- Theatrical release poster
- Directed by: Lloyd Bacon
- Written by: Earl Baldwin Joseph Schrank
- Based on: A Slight Case of Murder 1935 play by Damon Runyon and Howard Lindsay
- Produced by: Samuel Bischoff
- Starring: Edward G. Robinson Jane Bryan Allen Jenkins Ruth Donnelly
- Cinematography: Sidney Hickox
- Edited by: James Gibbon
- Music by: Heinz Roemheld (uncredited)
- Distributed by: Warner Bros. Pictures
- Release date: February 26, 1938;
- Running time: 85 minutes
- Language: English

= A Slight Case of Murder =

1938 film by Lloyd Bacon

A Slight Case of Murder is a 1938 American black comedy film directed by Lloyd Bacon and starring Edward G. Robinson. The film is based on the 1935 play by Damon Runyon and Howard Lindsay.

==Plot==
With the end of Prohibition, bootlegger Remy Marco (shown as "Marko" in one sequence) becomes a legitimate brewer, but he slowly goes broke because the beer that he makes tastes terrible, and everyone is afraid to tell him so. After four years, with bank officers preparing to foreclose on the brewery, he retreats to his Saratoga summer home with his daughter Mary coming home from school. Remy also takes along an orphan from his old stomping grounds, only to find four dead mobsters who had planned to ambush him but were killed by another gang member, who lurks around the residence.

Marco's henchmen distribute the dead bodies in various places in the area as a gag, but when they learn that there is a substantial reward for the gang, dead or alive, they scramble to retrieve the dead men and hide the bodies in a closet in Marco's home. After the gangsters' loot is discovered under a bed, Marco plans to use it to pay the bankers. He presents it to the bankers, who tell him that they will extend his credit. Then, he calls the police while arranging for his daughter's fiancé Dick Whitewood, a state trooper, to shoot his gun through the closet door repeatedly in order to trick the authorities into thinking that Whitewood has singlehandedly nabbed and killed the gang. As it turns out, one of Whitewood's shots hits the fifth gang member on the roof, whereupon he crashes into the incoming policemen to the surprise of Marco.

== Cast ==

| Actor | Role |
|---|---|
| Edward G. Robinson | Remy Marco |
| Jane Bryan | Mary Marco |
| Allen Jenkins | Mike |
| Ruth Donnelly | Nora Marco |
| Willard Parker | Dick Whitewood |
| John Litel | Mr. Post, banker |
| Edward Brophy | Lefty |
| Harold Huber | Giuseppe 'Gip' ("Guiseppe" in the film credits) |
| Eric Stanley | Mr. Ritter, banker |
| Paul Harvey | Mr. Whitewood |
| Margaret Hamilton | Mrs. Cagle |
| Bobby Jordan | Douglas Fairbanks Rosenbloom |

== Reception ==
In a contemporary review for The New York Times, critic Frank S. Nugent called A Slight Case of Murder "just about the funniest show the new year has produced" and wrote: "It goes after its laughs with Rabelaisian gusto, a dialogic scorn of the grammatical properties and an impolite subscription to the dictum: de mortuis nil nisi mayhem. ... If you're not too squeamish, you should have a round of chuckles on the house."

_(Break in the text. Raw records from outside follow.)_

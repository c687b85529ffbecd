//! Materialized views, fallback reads and refresh against a live database.

use super::helpers::{BoxError, PreparedStore, open_store, prepared_store};
use mockable::DefaultClock;
use rstest::rstest;
use serde_json::{Value, json};
use std::sync::Arc;
use taskboard::read_path::ReadSource;
use taskboard::store::adapters::postgres::PostgresDocumentStore;
use taskboard::store::domain::{Document, Filter, TASKS, TEAM_TASKS_VIEW, TEAMS, TEAMS_VIEW};
use taskboard::store::ports::DocumentStore;
use taskboard::task::domain::NewTask;
use taskboard::task::services::TaskService;
use taskboard::team::domain::{MemberId, NewTeam, NewTeamMember, Role, Team, TeamId};
use taskboard::team::services::{MemberService, TeamService};
use taskboard::view::domain::ViewCatalog;
use taskboard::view::services::{ViewManager, ViewOutcome};

type Tasks = TaskService<PostgresDocumentStore, DefaultClock>;

struct Board {
    tasks: Tasks,
    teams: TeamService<PostgresDocumentStore>,
    views: ViewManager<PostgresDocumentStore>,
    ada: MemberId,
    lin: MemberId,
    platform: Team,
}

fn doc(value: Value) -> Document {
    match value {
        Value::Object(map) => map,
        _ => Document::new(),
    }
}

fn views(store: &Arc<PostgresDocumentStore>) -> ViewManager<PostgresDocumentStore> {
    ViewManager::new(Arc::clone(store), Arc::new(ViewCatalog::standard()))
}

/// Seeds Ada and Lin on team Platform (plus a dangling member entry) and
/// one task per join outcome.
async fn seed_board(store: &Arc<PostgresDocumentStore>) -> Result<Board, BoxError> {
    let members = MemberService::new(Arc::clone(store));
    let ada = members
        .create(NewTeamMember::new("Ada", "ada@example.com", Role::TeamLead, "hash"))
        .await?
        .id();
    let lin = members
        .create(NewTeamMember::new("Lin", "lin@example.com", Role::Developer, "hash"))
        .await?
        .id();

    let teams = TeamService::new(Arc::clone(store));
    let platform = teams
        .create(
            NewTeam::new("Platform")
                .with_member(lin, Role::Developer)
                .with_member(ada, Role::TeamLead)
                .with_member(MemberId::new(), Role::Developer)
                .with_project_manager(ada),
        )
        .await?;

    let tasks: Tasks = TaskService::new(Arc::clone(store), Arc::new(DefaultClock));
    tasks
        .create(
            NewTask::new("Joined")
                .with_assignee(ada)
                .with_team(platform.id()),
        )
        .await?;
    tasks.create(NewTask::new("No team").with_assignee(ada)).await?;
    tasks
        .create(
            NewTask::new("Dangling team")
                .with_assignee(ada)
                .with_team(TeamId::new()),
        )
        .await?;
    store
        .insert_one(
            &TASKS,
            doc(json!({
                "title": "Malformed references",
                "status": "assigned",
                "assigned_to": "bob",
                "team_id": "xyz",
                "created_at": "2026-10-01T00:00:00Z",
                "updated_at": "2026-10-01T00:00:00Z",
            })),
        )
        .await?;

    Ok(Board {
        tasks,
        teams,
        views: views(store),
        ada,
        lin,
        platform,
    })
}

#[rstest]
#[tokio::test(flavor = "multi_thread")]
async fn first_run_creates_both_materialized_views(
    #[future] prepared_store: Result<PreparedStore, BoxError>,
) -> Result<(), BoxError> {
    let context = prepared_store.await?;

    let report = views(&context.store).ensure_views().await?;
    let listed = context.store.list_collections().await?;

    assert_eq!(report.outcome_of(&TEAM_TASKS_VIEW), Some(ViewOutcome::Created));
    assert_eq!(report.outcome_of(&TEAMS_VIEW), Some(ViewOutcome::Created));
    let view_names: Vec<&str> = listed
        .iter()
        .filter(|info| info.is_view())
        .map(|info| info.name().as_str())
        .collect();
    assert_eq!(view_names.len(), 2);
    assert!(view_names.contains(&"team_tasks_view"));
    assert!(view_names.contains(&"teams_view"));
    Ok(())
}

#[rstest]
#[tokio::test(flavor = "multi_thread")]
async fn second_run_leaves_views_untouched(
    #[future] prepared_store: Result<PreparedStore, BoxError>,
) -> Result<(), BoxError> {
    let context = prepared_store.await?;
    let board = seed_board(&context.store).await?;
    board.views.ensure_views().await?;
    let before = board.tasks.list_tasks().await?;

    let report = board.views.ensure_views().await?;

    assert!(report.is_noop());
    assert_eq!(board.tasks.list_tasks().await?, before);
    Ok(())
}

#[rstest]
#[tokio::test(flavor = "multi_thread")]
async fn board_view_keeps_only_fully_resolved_tasks(
    #[future] prepared_store: Result<PreparedStore, BoxError>,
) -> Result<(), BoxError> {
    let context = prepared_store.await?;
    let board = seed_board(&context.store).await?;
    board.views.ensure_views().await?;

    let rows = board.tasks.list_tasks().await?;
    let raw = board.tasks.tasks_for_member(board.ada).await?;

    let titles: Vec<Option<&str>> = rows.iter().map(|row| row.title.as_deref()).collect();
    assert_eq!(titles, [Some("Joined")]);
    let row = rows.first().ok_or("one board row")?;
    assert_eq!(row.team_name.as_deref(), Some("Platform"));
    assert_eq!(row.team_member.as_deref(), Some("Ada"));
    assert_eq!(raw.len(), 3);
    Ok(())
}

#[rstest]
#[tokio::test(flavor = "multi_thread")]
async fn teams_view_resolves_members_in_stored_order(
    #[future] prepared_store: Result<PreparedStore, BoxError>,
) -> Result<(), BoxError> {
    let context = prepared_store.await?;
    let board = seed_board(&context.store).await?;
    board.views.ensure_views().await?;
    context
        .store
        .delete_one(&TEAMS, &Filter::by_id(board.platform.id()))
        .await?;

    let fetched = board.teams.get(board.platform.id()).await?;

    assert_eq!(fetched.source(), ReadSource::View);
    let overview = fetched.into_view().ok_or("view row")?;
    assert_eq!(overview.project_manager_name.as_deref(), Some("Ada"));
    let names: Vec<Option<&str>> = overview
        .members
        .iter()
        .map(|member| member.name.as_deref())
        .collect();
    assert_eq!(names, [Some("Lin"), Some("Ada"), None]);
    let roles: Vec<Option<Role>> = overview.members.iter().map(|member| member.role).collect();
    assert_eq!(
        roles,
        [Some(Role::Developer), Some(Role::TeamLead), Some(Role::Developer)]
    );
    Ok(())
}

#[rstest]
#[tokio::test(flavor = "multi_thread")]
async fn refresh_picks_up_rows_written_after_creation(
    #[future] prepared_store: Result<PreparedStore, BoxError>,
) -> Result<(), BoxError> {
    let context = prepared_store.await?;
    let board = seed_board(&context.store).await?;
    board.views.ensure_views().await?;
    let late = board
        .tasks
        .create(
            NewTask::new("Late arrival")
                .with_assignee(board.lin)
                .with_team(board.platform.id()),
        )
        .await?;

    let stale = board.tasks.list_tasks().await?;
    let report = board.views.refresh_views().await?;
    let fresh = board.tasks.list_tasks().await?;

    assert!(stale.iter().all(|row| row.id != late.id()));
    assert_eq!(report.outcome_of(&TEAM_TASKS_VIEW), Some(ViewOutcome::Refreshed));
    let row = fresh
        .iter()
        .find(|row| row.id == late.id())
        .ok_or("refreshed view includes the new task")?;
    assert_eq!(row.team_member.as_deref(), Some("Lin"));
    Ok(())
}

#[rstest]
#[tokio::test(flavor = "multi_thread")]
async fn concurrent_startups_create_each_view_once(
    #[future] prepared_store: Result<PreparedStore, BoxError>,
) -> Result<(), BoxError> {
    const RACERS: usize = 8;
    let context = prepared_store.await?;
    let shared = open_store(context.temp_db.url(), 8)?;

    let handles: Vec<_> = (0..RACERS)
        .map(|_| {
            let manager = views(&shared);
            tokio::spawn(async move { manager.ensure_views().await })
        })
        .collect();
    let mut reports = Vec::with_capacity(RACERS);
    for handle in handles {
        reports.push(handle.await??);
    }

    for view in [TEAM_TASKS_VIEW, TEAMS_VIEW] {
        let outcomes: Vec<ViewOutcome> = reports
            .iter()
            .filter_map(|report| report.outcome_of(&view))
            .collect();
        let created = outcomes
            .iter()
            .filter(|outcome| **outcome == ViewOutcome::Created)
            .count();
        assert_eq!(outcomes.len(), RACERS);
        assert_eq!(created, 1, "exactly one racer creates {view}");
        assert!(outcomes.iter().all(|outcome| matches!(
            outcome,
            ViewOutcome::Created | ViewOutcome::CreatedConcurrently | ViewOutcome::AlreadyPresent
        )));
    }
    let listed = context.store.list_collections().await?;
    assert_eq!(listed.iter().filter(|info| info.is_view()).count(), 2);
    Ok(())
}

Los Angeles Times reviewer Edwin Schallert wrote: "It is one of the most laughable and clever productions of the type, providing Edward G. Robinson with the best part that he has had in several recent films. Most amusing are the results aimed at and secured in the screen play, direction and acting, all of which seem to be at a peak." Turner Classic Movies quoted contemporary reviews: "Audiences and critics loved it. "One of the funniest and most satisfying farces [to] come out of Hollywood in some time," said the New York Herald-Tribune. Variety called it "a mirthful and hilarious whimsy. Takes the one-time big gangster audience for a box-office ride in reverse gear. Lloyd Bacon directs with a fine sense of humor and a swift pace." "

Pauline Kael called it “A black farce in the manner of Arsenic and Old Lace. It's a burlesque of gangster films, with Edward G. Robinson as a bootlegger who turns legitimate and faces one mortifying mess after another ... the tone of the film is archly childish.” Leonard Maltin awarded it three and a half out of four stars, writing, “Robinson's in peak comedy form as gangster who goes straight when Prohibition ends.” Leslie Halliwell, who rarely gives more than two stars, gave it three of four stars, simply stating, "Amusing black farce ... "

==Adaptations==
The story was remade as Stop, You're Killing Me (1952) with Broderick Crawford and Claire Trevor.

On April 8, 1945, Old Gold Comedy Theatre presented a 30-minute adaptation of the story on NBC Radio, starring Edward G. Robinson and Allen Jenkins. On January 24, 1954, it was presented on NBC Star Playhouse, again starring Robinson.